THE TASK:
Where does the string "sender" occur in the entries below? Copy every line where it does.

Start of EXCERPTED DATA

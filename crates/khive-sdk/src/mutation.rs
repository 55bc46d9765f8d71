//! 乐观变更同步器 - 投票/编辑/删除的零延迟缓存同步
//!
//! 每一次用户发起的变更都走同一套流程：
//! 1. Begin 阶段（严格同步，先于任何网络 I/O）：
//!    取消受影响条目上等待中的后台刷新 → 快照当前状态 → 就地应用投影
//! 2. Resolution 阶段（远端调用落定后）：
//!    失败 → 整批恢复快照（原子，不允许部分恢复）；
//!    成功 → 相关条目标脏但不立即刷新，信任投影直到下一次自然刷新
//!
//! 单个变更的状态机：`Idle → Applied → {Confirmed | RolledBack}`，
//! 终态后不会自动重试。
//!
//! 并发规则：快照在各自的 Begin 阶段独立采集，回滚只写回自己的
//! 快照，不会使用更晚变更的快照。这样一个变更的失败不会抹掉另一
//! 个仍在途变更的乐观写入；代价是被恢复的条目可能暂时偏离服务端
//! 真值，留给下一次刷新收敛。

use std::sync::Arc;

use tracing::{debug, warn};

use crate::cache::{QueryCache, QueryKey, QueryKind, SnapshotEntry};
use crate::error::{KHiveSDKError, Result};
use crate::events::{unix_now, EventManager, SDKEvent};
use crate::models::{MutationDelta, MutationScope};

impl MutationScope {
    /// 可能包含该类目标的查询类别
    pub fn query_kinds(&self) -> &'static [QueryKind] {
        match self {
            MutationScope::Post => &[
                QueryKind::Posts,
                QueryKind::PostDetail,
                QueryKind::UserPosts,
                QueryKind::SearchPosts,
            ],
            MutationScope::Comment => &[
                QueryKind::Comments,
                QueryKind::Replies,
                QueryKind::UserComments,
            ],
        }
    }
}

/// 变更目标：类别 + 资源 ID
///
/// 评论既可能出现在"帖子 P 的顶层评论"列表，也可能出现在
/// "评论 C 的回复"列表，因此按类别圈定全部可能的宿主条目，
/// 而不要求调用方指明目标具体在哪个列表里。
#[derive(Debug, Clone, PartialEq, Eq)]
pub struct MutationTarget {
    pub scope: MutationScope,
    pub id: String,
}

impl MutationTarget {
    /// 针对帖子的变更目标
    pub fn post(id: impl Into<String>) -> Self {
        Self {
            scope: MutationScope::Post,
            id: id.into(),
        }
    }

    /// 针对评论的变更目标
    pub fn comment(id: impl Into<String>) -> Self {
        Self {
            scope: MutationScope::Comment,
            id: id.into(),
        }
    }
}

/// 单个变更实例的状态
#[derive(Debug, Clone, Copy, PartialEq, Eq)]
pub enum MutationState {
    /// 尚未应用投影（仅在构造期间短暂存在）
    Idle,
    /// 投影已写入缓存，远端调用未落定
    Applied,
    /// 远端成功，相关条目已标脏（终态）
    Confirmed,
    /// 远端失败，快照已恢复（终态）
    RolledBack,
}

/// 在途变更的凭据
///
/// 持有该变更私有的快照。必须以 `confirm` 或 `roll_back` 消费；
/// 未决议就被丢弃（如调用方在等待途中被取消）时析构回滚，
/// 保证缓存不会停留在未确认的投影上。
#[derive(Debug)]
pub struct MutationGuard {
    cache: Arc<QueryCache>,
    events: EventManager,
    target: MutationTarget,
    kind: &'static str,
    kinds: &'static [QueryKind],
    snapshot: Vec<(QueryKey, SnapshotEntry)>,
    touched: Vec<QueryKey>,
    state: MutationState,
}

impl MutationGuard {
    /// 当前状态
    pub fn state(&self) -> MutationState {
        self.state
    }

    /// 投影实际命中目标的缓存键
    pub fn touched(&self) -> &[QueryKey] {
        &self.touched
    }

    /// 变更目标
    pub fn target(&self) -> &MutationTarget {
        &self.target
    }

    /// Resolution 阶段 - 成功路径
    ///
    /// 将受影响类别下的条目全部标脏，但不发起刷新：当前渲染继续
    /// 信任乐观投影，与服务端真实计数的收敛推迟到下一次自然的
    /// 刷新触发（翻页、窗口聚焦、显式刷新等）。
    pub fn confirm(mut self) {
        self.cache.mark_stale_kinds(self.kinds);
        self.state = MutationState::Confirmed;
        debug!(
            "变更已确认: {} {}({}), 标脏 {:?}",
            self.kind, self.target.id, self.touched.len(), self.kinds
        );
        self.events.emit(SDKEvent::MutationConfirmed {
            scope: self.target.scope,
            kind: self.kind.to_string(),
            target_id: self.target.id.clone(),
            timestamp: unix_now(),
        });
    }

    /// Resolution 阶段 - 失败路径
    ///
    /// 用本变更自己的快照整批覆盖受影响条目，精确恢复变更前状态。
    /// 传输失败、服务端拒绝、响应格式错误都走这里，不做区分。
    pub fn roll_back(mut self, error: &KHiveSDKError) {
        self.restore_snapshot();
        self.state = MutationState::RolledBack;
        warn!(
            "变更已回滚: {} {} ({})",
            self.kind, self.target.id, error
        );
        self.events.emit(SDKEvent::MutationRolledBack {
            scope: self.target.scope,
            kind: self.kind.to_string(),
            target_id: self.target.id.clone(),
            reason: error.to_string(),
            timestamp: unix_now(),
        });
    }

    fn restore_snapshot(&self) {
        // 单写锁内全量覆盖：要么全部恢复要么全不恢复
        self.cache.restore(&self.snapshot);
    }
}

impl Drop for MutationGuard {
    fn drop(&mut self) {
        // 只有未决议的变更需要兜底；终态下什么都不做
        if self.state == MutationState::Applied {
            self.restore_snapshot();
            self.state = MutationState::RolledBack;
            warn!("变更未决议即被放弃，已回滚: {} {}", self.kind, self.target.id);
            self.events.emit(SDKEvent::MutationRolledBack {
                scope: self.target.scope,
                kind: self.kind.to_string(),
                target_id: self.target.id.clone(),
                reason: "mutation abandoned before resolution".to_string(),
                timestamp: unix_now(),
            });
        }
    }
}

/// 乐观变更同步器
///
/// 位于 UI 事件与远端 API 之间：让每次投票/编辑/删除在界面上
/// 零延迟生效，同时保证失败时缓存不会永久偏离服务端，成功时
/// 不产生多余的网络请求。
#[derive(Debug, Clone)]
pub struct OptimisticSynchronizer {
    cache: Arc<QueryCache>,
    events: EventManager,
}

End of EXCERPTED DATA
Start of EXCERPTED DATA

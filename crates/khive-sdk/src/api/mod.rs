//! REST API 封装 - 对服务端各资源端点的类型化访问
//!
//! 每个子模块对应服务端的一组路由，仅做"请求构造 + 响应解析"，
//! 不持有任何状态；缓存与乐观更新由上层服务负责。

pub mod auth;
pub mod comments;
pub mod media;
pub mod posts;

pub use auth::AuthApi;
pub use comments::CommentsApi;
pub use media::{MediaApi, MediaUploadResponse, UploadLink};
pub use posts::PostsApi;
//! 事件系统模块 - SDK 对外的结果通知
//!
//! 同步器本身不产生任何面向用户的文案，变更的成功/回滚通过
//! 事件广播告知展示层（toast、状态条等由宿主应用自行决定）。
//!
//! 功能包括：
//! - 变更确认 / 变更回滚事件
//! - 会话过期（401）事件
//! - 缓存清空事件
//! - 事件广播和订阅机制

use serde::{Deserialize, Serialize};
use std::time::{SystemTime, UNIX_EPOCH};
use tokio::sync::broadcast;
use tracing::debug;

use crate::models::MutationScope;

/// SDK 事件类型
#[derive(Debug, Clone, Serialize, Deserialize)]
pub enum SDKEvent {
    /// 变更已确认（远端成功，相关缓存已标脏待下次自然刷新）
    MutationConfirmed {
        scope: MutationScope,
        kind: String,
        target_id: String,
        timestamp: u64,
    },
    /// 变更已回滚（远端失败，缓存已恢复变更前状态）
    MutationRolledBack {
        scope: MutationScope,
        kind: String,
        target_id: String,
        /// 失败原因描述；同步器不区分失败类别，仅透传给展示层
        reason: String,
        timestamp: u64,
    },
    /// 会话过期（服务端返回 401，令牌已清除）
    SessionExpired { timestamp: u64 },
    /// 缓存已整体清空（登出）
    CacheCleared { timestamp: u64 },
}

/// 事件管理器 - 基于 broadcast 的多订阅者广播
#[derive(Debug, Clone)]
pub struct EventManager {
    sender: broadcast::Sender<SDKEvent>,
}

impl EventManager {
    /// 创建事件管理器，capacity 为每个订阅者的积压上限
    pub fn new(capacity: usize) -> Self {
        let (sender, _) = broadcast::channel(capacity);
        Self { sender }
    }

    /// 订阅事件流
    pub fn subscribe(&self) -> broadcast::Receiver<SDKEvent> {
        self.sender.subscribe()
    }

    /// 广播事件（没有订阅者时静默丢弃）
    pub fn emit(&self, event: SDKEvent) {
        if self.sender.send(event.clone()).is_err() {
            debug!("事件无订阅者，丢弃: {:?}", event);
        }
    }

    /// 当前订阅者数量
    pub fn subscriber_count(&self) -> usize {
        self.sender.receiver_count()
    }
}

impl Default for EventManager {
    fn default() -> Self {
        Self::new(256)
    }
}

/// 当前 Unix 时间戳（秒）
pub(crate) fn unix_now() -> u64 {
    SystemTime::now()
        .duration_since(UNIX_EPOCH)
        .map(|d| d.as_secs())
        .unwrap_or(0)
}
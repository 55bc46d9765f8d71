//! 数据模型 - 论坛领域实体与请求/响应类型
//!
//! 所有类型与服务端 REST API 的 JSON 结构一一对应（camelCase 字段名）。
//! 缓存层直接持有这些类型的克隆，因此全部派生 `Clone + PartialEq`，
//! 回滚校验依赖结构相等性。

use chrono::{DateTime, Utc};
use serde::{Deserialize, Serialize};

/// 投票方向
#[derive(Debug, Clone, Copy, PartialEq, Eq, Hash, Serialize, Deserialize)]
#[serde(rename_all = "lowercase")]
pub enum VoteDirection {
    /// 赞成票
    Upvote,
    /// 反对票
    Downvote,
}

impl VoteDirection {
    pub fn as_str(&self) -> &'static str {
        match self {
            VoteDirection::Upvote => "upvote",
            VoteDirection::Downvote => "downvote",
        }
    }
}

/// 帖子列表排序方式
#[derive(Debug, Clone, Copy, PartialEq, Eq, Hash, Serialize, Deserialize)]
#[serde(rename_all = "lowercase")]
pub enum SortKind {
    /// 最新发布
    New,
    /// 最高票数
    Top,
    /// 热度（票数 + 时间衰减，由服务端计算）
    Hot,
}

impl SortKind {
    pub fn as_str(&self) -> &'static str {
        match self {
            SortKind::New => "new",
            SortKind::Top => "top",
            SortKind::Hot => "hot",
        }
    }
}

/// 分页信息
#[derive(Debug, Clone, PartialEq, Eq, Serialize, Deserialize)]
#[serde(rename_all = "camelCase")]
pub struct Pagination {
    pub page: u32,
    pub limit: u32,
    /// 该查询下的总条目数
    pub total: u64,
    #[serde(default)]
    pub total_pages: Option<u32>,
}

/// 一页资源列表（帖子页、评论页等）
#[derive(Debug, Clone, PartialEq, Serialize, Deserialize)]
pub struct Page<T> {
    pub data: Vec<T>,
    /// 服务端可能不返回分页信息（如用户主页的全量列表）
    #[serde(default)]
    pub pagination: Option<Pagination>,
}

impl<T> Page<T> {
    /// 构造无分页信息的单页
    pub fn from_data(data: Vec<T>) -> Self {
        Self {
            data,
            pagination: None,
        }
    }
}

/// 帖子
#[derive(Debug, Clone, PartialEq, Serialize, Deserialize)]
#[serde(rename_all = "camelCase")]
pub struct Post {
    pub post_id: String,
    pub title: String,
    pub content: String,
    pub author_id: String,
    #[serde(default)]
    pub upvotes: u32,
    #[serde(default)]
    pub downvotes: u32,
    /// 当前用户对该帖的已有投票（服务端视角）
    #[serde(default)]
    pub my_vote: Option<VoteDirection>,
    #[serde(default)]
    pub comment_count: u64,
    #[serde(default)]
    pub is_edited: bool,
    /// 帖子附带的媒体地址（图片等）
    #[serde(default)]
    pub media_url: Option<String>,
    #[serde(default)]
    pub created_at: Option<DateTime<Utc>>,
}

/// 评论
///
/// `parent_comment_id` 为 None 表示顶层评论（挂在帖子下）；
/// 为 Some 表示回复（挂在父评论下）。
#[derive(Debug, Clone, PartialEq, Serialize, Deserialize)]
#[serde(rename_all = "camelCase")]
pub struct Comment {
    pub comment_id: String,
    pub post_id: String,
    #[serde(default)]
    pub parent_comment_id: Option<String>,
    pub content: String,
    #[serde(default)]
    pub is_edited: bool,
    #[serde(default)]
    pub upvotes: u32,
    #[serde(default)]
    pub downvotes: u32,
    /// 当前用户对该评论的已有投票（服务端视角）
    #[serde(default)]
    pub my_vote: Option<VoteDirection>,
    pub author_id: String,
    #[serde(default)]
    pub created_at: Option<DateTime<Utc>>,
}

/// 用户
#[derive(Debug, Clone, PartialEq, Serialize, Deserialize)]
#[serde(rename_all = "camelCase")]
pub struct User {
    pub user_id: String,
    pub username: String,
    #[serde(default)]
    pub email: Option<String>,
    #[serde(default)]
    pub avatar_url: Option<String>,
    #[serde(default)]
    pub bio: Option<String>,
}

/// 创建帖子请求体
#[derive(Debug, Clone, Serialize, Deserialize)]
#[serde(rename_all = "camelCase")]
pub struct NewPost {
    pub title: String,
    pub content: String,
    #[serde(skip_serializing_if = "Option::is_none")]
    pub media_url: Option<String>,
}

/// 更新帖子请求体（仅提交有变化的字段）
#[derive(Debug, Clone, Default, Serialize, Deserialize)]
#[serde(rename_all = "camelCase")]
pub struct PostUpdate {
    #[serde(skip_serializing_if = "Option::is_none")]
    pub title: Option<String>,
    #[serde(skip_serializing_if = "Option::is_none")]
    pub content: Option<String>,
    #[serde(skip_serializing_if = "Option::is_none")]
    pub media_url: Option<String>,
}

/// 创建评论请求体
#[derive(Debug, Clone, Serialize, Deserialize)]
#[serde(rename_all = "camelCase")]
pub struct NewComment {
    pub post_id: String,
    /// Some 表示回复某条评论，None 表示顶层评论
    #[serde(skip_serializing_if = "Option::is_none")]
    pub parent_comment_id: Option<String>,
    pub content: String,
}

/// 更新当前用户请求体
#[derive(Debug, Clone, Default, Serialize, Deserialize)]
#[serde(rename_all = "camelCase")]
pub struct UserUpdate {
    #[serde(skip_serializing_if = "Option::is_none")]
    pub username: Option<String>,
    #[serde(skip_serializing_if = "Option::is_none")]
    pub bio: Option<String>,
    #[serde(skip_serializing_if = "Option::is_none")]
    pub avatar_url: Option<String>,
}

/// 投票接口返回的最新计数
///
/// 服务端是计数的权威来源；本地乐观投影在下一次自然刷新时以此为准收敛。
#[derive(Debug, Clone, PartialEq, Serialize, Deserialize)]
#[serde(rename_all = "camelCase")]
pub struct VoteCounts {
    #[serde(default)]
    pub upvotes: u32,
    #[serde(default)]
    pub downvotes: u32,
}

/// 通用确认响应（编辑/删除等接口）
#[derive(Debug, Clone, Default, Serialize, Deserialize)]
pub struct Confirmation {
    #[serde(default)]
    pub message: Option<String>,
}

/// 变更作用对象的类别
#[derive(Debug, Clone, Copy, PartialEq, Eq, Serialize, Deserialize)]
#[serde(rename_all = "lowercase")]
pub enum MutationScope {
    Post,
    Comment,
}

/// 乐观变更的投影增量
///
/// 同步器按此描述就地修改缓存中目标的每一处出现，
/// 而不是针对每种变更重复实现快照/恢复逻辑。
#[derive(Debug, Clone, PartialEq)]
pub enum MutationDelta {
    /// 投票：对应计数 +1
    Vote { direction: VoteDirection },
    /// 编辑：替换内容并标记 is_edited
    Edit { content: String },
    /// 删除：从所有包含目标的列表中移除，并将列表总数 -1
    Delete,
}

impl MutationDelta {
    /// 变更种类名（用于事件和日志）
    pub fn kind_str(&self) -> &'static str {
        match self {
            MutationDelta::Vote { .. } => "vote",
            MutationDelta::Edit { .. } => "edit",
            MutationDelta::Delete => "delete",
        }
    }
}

End of EXCERPTED DATA

RESULT BELOW:
    sender: broadcast::Sender<SDKEvent>,
        let (sender, _) = broadcast::channel(capacity);
        Self { sender }
        self.sender.subscribe()
        if self.sender.send(event.clone()).is_err() {
        self.sender.receiver_count()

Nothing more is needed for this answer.